Jika memang demikian, maka para shahabat nabi s.a.w. seperti Ibnu Mas’ud dan Abdullah bin Abbas r.a. juga melakukan bid’ah? Siapakah yang lebih paham tentang Islam, para sahabat yang berguru langsung pada Rasulullah s.a.w. ? Atau kah kita sebagai pewaris jauh yang hidup 1.400 tahun lebih sepeninggal beliau?

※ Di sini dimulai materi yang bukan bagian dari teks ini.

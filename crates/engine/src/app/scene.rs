use serde::{Deserialize, Serialize};

use super::input::{ActionStates, InputAction};
use super::{DrawList, Viewport};

#[derive(Debug, Clone, Copy, Default, PartialEq, Serialize, Deserialize)]
pub struct Vec2 {
    pub x: f32,
    pub y: f32,
}

impl Vec2 {
    pub const ZERO: Vec2 = Vec2 { x: 0.0, y: 0.0 };

    pub fn new(x: f32, y: f32) -> Self {
        Self { x, y }
    }

    pub fn length(self) -> f32 {
        self.x.hypot(self.y)
    }
}

/// Top-left corner of the visible region in world pixels.
#[derive(Debug, Clone, Copy, Default, PartialEq)]
pub struct Camera2D {
    pub position: Vec2,
}

impl Camera2D {
    /// Centres the view on `target`, then clamps so the view never shows
    /// anything outside `0..world_size`. A world smaller than the view is
    /// pinned to the top-left.
    pub fn follow(&mut self, target: Vec2, viewport: Viewport, world_size: Vec2) {
        let view_w = viewport.width as f32;
        let view_h = viewport.height as f32;
        let max_x = (world_size.x - view_w).max(0.0);
        let max_y = (world_size.y - view_h).max(0.0);
        self.position = Vec2 {
            x: (target.x - view_w * 0.5).clamp(0.0, max_x),
            y: (target.y - view_h * 0.5).clamp(0.0, max_y),
        };
    }
}

#[derive(Debug, Clone, Copy, Default)]
pub struct InputSnapshot {
    actions: ActionStates,
    cursor_position_px: Option<Vec2>,
    right_mouse_down: bool,
    right_click_pressed: bool,
    viewport: Viewport,
}

impl InputSnapshot {
    pub fn empty() -> Self {
        Self::default()
    }

    pub(crate) fn new(
        actions: ActionStates,
        cursor_position_px: Option<Vec2>,
        right_mouse_down: bool,
        right_click_pressed: bool,
        viewport: Viewport,
    ) -> Self {
        Self {
            actions,
            cursor_position_px,
            right_mouse_down,
            right_click_pressed,
            viewport,
        }
    }

    pub fn is_down(&self, action: InputAction) -> bool {
        self.actions.is_down(action)
    }

    /// True only on the first tick after the action went down.
    pub fn was_pressed(&self, action: InputAction) -> bool {
        self.actions.was_pressed(action)
    }

    pub fn with_action_down(mut self, action: InputAction, is_down: bool) -> Self {
        self.actions.set(action, is_down);
        self
    }

    pub fn with_cursor_position_px(mut self, cursor_position_px: Option<Vec2>) -> Self {
        self.cursor_position_px = cursor_position_px;
        self
    }

    pub fn with_right_mouse_down(mut self, right_mouse_down: bool) -> Self {
        self.right_click_pressed = right_mouse_down && !self.right_mouse_down;
        self.right_mouse_down = right_mouse_down;
        self
    }

    pub fn with_viewport(mut self, viewport: Viewport) -> Self {
        self.viewport = viewport;
        self
    }

    /// Cursor in internal-resolution pixels, `None` while outside the window.
    pub fn cursor_position_px(&self) -> Option<Vec2> {
        self.cursor_position_px
    }

    pub fn right_mouse_down(&self) -> bool {
        self.right_mouse_down
    }

    pub fn right_click_pressed(&self) -> bool {
        self.right_click_pressed
    }

    pub fn viewport(&self) -> Viewport {
        self.viewport
    }
}

#[derive(Debug, Clone, Copy, PartialEq, Eq)]
pub enum SceneCommand {
    None,
    Quit,
}

pub trait Scene {
    fn load(&mut self);
    fn update(&mut self, fixed_dt_seconds: f32, input: &InputSnapshot) -> SceneCommand;
    fn render(&self, draw_list: &mut DrawList);
    fn unload(&mut self);
    fn debug_title(&self) -> Option<String> {
        None
    }
    /// Extra lines for the F3 overlay.
    fn debug_lines(&self) -> Vec<String> {
        Vec::new()
    }
}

Lalu apakah puluhan ulama seperti Imam Syafi’I dan lain-lain semuanya melakukan bid’ah dan merasa tidak cukup dengan shalawat yang diajarkan Rasulullah s.a.w? Bahkan Ibnu Hajar Asqolani mengatakan : Hadits hadits ini adalah dalil yang menunjukkan akan kebolehan menyusun bacaan dzikir sendiri (yang tidak dicontohkan Rasulullah s.a.w.) di dalam shalat yang tidak ma’tsur, selama dzikir tersebut tidak menyalahi yang ma’tsur” (Fathul Bari, Juz. 2, Hal. 287).
Apakah Redaksi Shalawat Nariyah Mengandung Hal-Hal Yang Menyimpang?

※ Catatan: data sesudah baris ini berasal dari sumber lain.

use tracing::info;

use super::actor::{pose_shape, standing_on, Actor, TickContext};
use super::animation::Pose;
use super::boss::BossController;
use super::combat::{test_hit, DamageOutcome, MaskLibrary};
use super::events::{Outcome, SimEvent};
use super::geometry::Rect;
use super::input::TickInput;
use super::player::PlayerController;
use super::tiles::Level;
use super::tuning::Tuning;

/// Renderable state of every entity after the latest tick.
#[derive(Debug, Clone, Copy, PartialEq, Default)]
pub struct WorldPoses {
    pub player: Option<Pose>,
    pub boss: Option<Pose>,
    pub attack: Option<Pose>,
}

/// One boss encounter: the level, both actors and the per-tick ordering
/// between them.
#[derive(Debug)]
pub struct World {
    tuning: Tuning,
    level: Level,
    masks: MaskLibrary,
    player: PlayerController,
    boss: BossController,
    events: Vec<SimEvent>,
    outcome: Option<Outcome>,
    tick_count: u64,
}

impl World {
    pub fn new(tuning: Tuning, level: Level, masks: MaskLibrary) -> Self {
        let tuning = tuning.sanitized();
        let (player, boss) = spawn_actors(&tuning, &level);
        Self {
            tuning,
            level,
            masks,
            player,
            boss,
            events: Vec::new(),
            outcome: None,
            tick_count: 0,
        }
    }

    /// Puts both actors back on their spawn cells and clears the outcome.
    pub fn restart(&mut self) {
        let (player, boss) = spawn_actors(&self.tuning, &self.level);
        self.player = player;
        self.boss = boss;
        self.events.clear();
        self.outcome = None;
        self.tick_count = 0;
        info!("world_restarted");
    }

    /// Advances one fixed step: player (and its attack against the boss),
    /// then boss (and its contact against the player), then the outcome
    /// check. Does nothing once the encounter is decided.
    pub fn tick(&mut self, input: &TickInput) -> &[SimEvent] {
        self.events.clear();
        if self.outcome.is_some() {
            return &self.events;
        }
        self.tick_count += 1;

        let ctx = TickContext {
            tiles: &self.level.tiles,
            tuning: &self.tuning,
            input,
            opponent: self.boss.hurtbox(),
        };
        self.player.advance(&ctx, &mut self.events);
        self.resolve_player_attack();

        let ctx = TickContext {
            tiles: &self.level.tiles,
            tuning: &self.tuning,
            input,
            opponent: self.player.hurtbox(),
        };
        self.boss.advance(&ctx, &mut self.events);
        self.resolve_boss_contact();

        self.decide_outcome();
        &self.events
    }

    fn resolve_player_attack(&mut self) {
        let Some(attack) = self.player.attack else {
            return;
        };
        let Some(attack_pose) = self.player.attack_pose(&self.tuning.combat) else {
            return;
        };
        let Some(defender) = self.boss.hit_shape(&self.masks) else {
            return;
        };
        let attacker = pose_shape(&attack_pose, attack.rect, &self.masks);
        if !test_hit(attack.precision, &attacker, &defender) {
            return;
        }

        let player_tuning = &self.tuning.player;
        match self.boss.take_damage(attack.damage, &self.tuning.boss) {
            DamageOutcome::Ignored => {}
            DamageOutcome::Hit => {
                self.player.attack_landed();
                self.events.push(SimEvent::BossHit { hp: self.boss.hp });
                self.player
                    .grant_exp(player_tuning.exp_per_hit, player_tuning, &mut self.events);
            }
            DamageOutcome::Killed => {
                self.player.attack_landed();
                self.player.score += 1;
                self.events.push(SimEvent::BossDefeated);
                self.player.grant_exp(
                    player_tuning.exp_per_hit + player_tuning.exp_per_kill,
                    player_tuning,
                    &mut self.events,
                );
            }
        }
    }

    fn resolve_boss_contact(&mut self) {
        if !self.boss.is_alive() || !self.player.is_alive() || self.player.invulnerability > 0 {
            return;
        }
        let Some(boss_shape) = self.boss.hit_shape(&self.masks) else {
            return;
        };
        let Some(player_shape) = self.player.hit_shape(&self.masks) else {
            return;
        };
        if !test_hit(self.tuning.boss.contact_precision, &boss_shape, &player_shape) {
            return;
        }

        let away = if self.player.hurtbox().center().x < self.boss.hurtbox().center().x {
            -1.0
        } else {
            1.0
        };
        let knockback = away * self.tuning.boss.contact_knockback;
        match self
            .player
            .take_hit(self.tuning.boss.contact_damage, knockback, &self.tuning.player)
        {
            DamageOutcome::Ignored => {}
            DamageOutcome::Hit => self.events.push(SimEvent::PlayerHit { hp: self.player.hp }),
            DamageOutcome::Killed => {
                self.events.push(SimEvent::PlayerHit { hp: 0 });
                self.events.push(SimEvent::PlayerDefeated);
                info!(tick = self.tick_count, level = self.player.level, "player_defeated");
            }
        }
    }

    fn decide_outcome(&mut self) {
        let outcome = if self.boss.is_dead {
            Outcome::Victory
        } else if !self.player.is_alive() {
            Outcome::Defeat
        } else {
            return;
        };
        info!(
            outcome = ?outcome,
            tick = self.tick_count,
            score = self.player.score,
            "encounter_decided"
        );
        self.outcome = Some(outcome);
    }

    pub fn player(&self) -> &PlayerController {
        &self.player
    }

    pub fn boss(&self) -> &BossController {
        &self.boss
    }

    pub fn level(&self) -> &Level {
        &self.level
    }

    pub fn outcome(&self) -> Option<Outcome> {
        self.outcome
    }

    pub fn tick_count(&self) -> u64 {
        self.tick_count
    }

    pub fn poses(&self) -> WorldPoses {
        WorldPoses {
            player: self.player.pose(),
            boss: self.boss.pose(),
            attack: self.player.attack_pose(&self.tuning.combat),
        }
    }
}

fn spawn_actors(tuning: &Tuning, level: &Level) -> (PlayerController, BossController) {
    let size = level.tiles.cell_size();
    let player_cell = Rect::new(level.player_spawn.x, level.player_spawn.y, size, size);
    let boss_cell = Rect::new(level.boss_spawn.x, level.boss_spawn.y, size, size);
    let player = PlayerController::new(
        standing_on(
            player_cell,
            tuning.player.hitbox_width,
            tuning.player.hitbox_height,
        ),
        &tuning.player,
    );
    let boss = BossController::new(
        standing_on(boss_cell, tuning.boss.hitbox_width, tuning.boss.hitbox_height),
        &tuning.boss,
    );
    (player, boss)
}

#[cfg(test)]
mod tests {
    use super::*;
    use crate::sim::animation::AnimationKey;
    use crate::sim::combat::{AttackKind, PixelMask};

    /// Player three tiles left of the boss; neither touches the other.
    const APART: [&str; 10] = [
        "....................",
        "....................",
        "....................",
        "....................",
        "....................",
        "....................",
        "....................",
        "....................",
        "...P....B...........",
        "####################",
    ];

    /// Player spawns inside the boss silhouette.
    const TOUCHING: [&str; 10] = [
        "....................",
        "....................",
        "....................",
        "....................",
        "....................",
        "....................",
        "....................",
        "....................",
        ".......PB...........",
        "####################",
    ];

    fn world(rows: &[&str], tuning: Tuning) -> World {
        World::new(tuning, Level::from_rows(rows, 32.0), MaskLibrary::new())
    }

    fn melee() -> TickInput {
        TickInput {
            melee: true,
            ..TickInput::default()
        }
    }

    #[test]
    fn melee_on_last_hp_kills_boss_within_the_tick() {
        let mut world = world(&APART, Tuning::default());
        world.boss.hp = 1;

        let events = world.tick(&melee()).to_vec();

        assert_eq!(world.boss().hp, 0);
        assert!(world.boss().is_dead);
        assert_eq!(world.outcome(), Some(Outcome::Victory));
        assert_eq!(
            events,
            vec![
                SimEvent::AttackStarted {
                    kind: AttackKind::Melee
                },
                SimEvent::BossDefeated,
            ]
        );
        assert_eq!(world.player().score, 1);
        assert_eq!(world.player().exp, 52);
        assert!(world.poses().boss.is_none());
    }

    #[test]
    fn melee_hit_grants_exp_and_reports_hp() {
        let mut world = world(&APART, Tuning::default());

        let events = world.tick(&melee()).to_vec();

        assert!(events.contains(&SimEvent::BossHit { hp: 49 }));
        assert_eq!(world.player().exp, 2);
        assert_eq!(world.outcome(), None);
    }

    #[test]
    fn contact_damage_respects_player_invulnerability() {
        let mut tuning = Tuning::default();
        tuning.boss.contact_knockback = 0.0;
        let mut world = world(&TOUCHING, tuning);

        let events = world.tick(&TickInput::default()).to_vec();
        assert_eq!(events, vec![SimEvent::PlayerHit { hp: 18 }]);
        assert_eq!(world.player().invulnerability, 60);

        for _ in 0..59 {
            world.tick(&TickInput::default());
            assert_eq!(world.player().hp, 18);
        }
        world.tick(&TickInput::default());
        assert_eq!(world.player().hp, 16);
    }

    #[test]
    fn contact_knocks_player_away_from_boss() {
        let mut world = world(&TOUCHING, Tuning::default());
        let start = world.player().body.hitbox.x;

        world.tick(&TickInput::default());
        world.tick(&TickInput::default());

        assert!(world.player().body.hitbox.x < start);
    }

    #[test]
    fn transparent_boss_mask_blocks_contact() {
        let mut masks = MaskLibrary::new();
        for key in AnimationKey::BossAttack.sprite_keys() {
            masks.insert(key, PixelMask::from_alpha(4, 4, &[0; 16], 0).expect("mask"));
        }
        let mut world = World::new(Tuning::default(), Level::from_rows(&TOUCHING, 32.0), masks);

        let events = world.tick(&TickInput::default()).to_vec();

        assert!(events.is_empty());
        assert_eq!(world.player().hp, 20);
    }

    #[test]
    fn decided_world_stops_advancing() {
        let mut world = world(&TOUCHING, Tuning::default());
        world.player.hp = 2;

        let events = world.tick(&TickInput::default()).to_vec();
        assert_eq!(
            events,
            vec![SimEvent::PlayerHit { hp: 0 }, SimEvent::PlayerDefeated]
        );
        assert_eq!(world.outcome(), Some(Outcome::Defeat));

        let boss_frame_timer = world.boss().anim_timer;
        for _ in 0..10 {
            assert!(world.tick(&TickInput::default()).is_empty());
        }
        assert_eq!(world.tick_count(), 1);
        assert_eq!(world.boss().anim_timer, boss_frame_timer);
    }

    #[test]
    fn restart_respawns_both_actors() {
        let mut world = world(&APART, Tuning::default());
        let spawn = world.player().body.hitbox;
        world.boss.hp = 1;
        world.tick(&melee());
        assert_eq!(world.outcome(), Some(Outcome::Victory));

        world.restart();

        assert_eq!(world.outcome(), None);
        assert_eq!(world.boss().hp, 50);
        assert!(!world.boss().is_dead);
        assert_eq!(world.player().body.hitbox, spawn);
        assert_eq!(world.tick_count(), 0);
    }
}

Setelah kita mengetahui bahwa boleh menyusun doa karangan sendiri baik itu berupa shalawat atau doa lainnya, terlebih hal ini dilakukan di luar shalat maka kita harus mengetahui terlebih dahulu apa isi doa shalawat nariyah tersebut.
Shalawat Nariyah konon disusun oleh seorang ulama magribi (sekarang disebut negara Maroko) bernama Ibrahim Attaziy Al-Maghribiy, shalawat inipun dikenal dengan nama shalawat Ta’ziyah Attafrijiyyah,namun orang Maroko sering menyebutnya shalawat nariyah.
Redaksi shalawat nariyah adalah sebagai berikut:
Allohumma sholli shollatan kamilah wa sallim salaman. Taman ‘ala sayyidina Muhammad alladzi tanhallu bihil ‘uqod, wa tanfariju bihil kurob. Wa tuqdho bihil hawaa-i-ju wa tunna lu bihi rogho‘i-b wa husnul khowatim wa yustaqol ghomamu biwaj hihil kariim wa ‘ala aalihi washosbihi fii kulli lamhatin wa nafasim bi’adadi kulli ma’luu mi laka ya robbal ‘aalamiin”
Artinya :
“Ya Allah Tuhan Kami, limpahkanlah kesejahteraan dan keselamatan yang sempurna atas junjungan kami Nabi Muhammad s.a.w. sesungguhnya terurai denganmu segala ikatan, dilepaskan denganmu segala kesusahan, ditunaikan denganmu segala macam hajat, tercapai dengamu segala keinginan dan husnul khotimah (diwafatkan dalam keadaan husnul khotimah), dan dicurahkan hujan (rahmat) dengan wajah mu yang mulia. Kesejahteraan dan keselamatan yang sempurnah itu semoga Engkau limpahkan juga kepada para keluarga dan sahabatnya setiap kedipan mata dan hembusan nafas, bahkan sebanyak pengetahuan Engkau, Ya Tuhan semesta alam”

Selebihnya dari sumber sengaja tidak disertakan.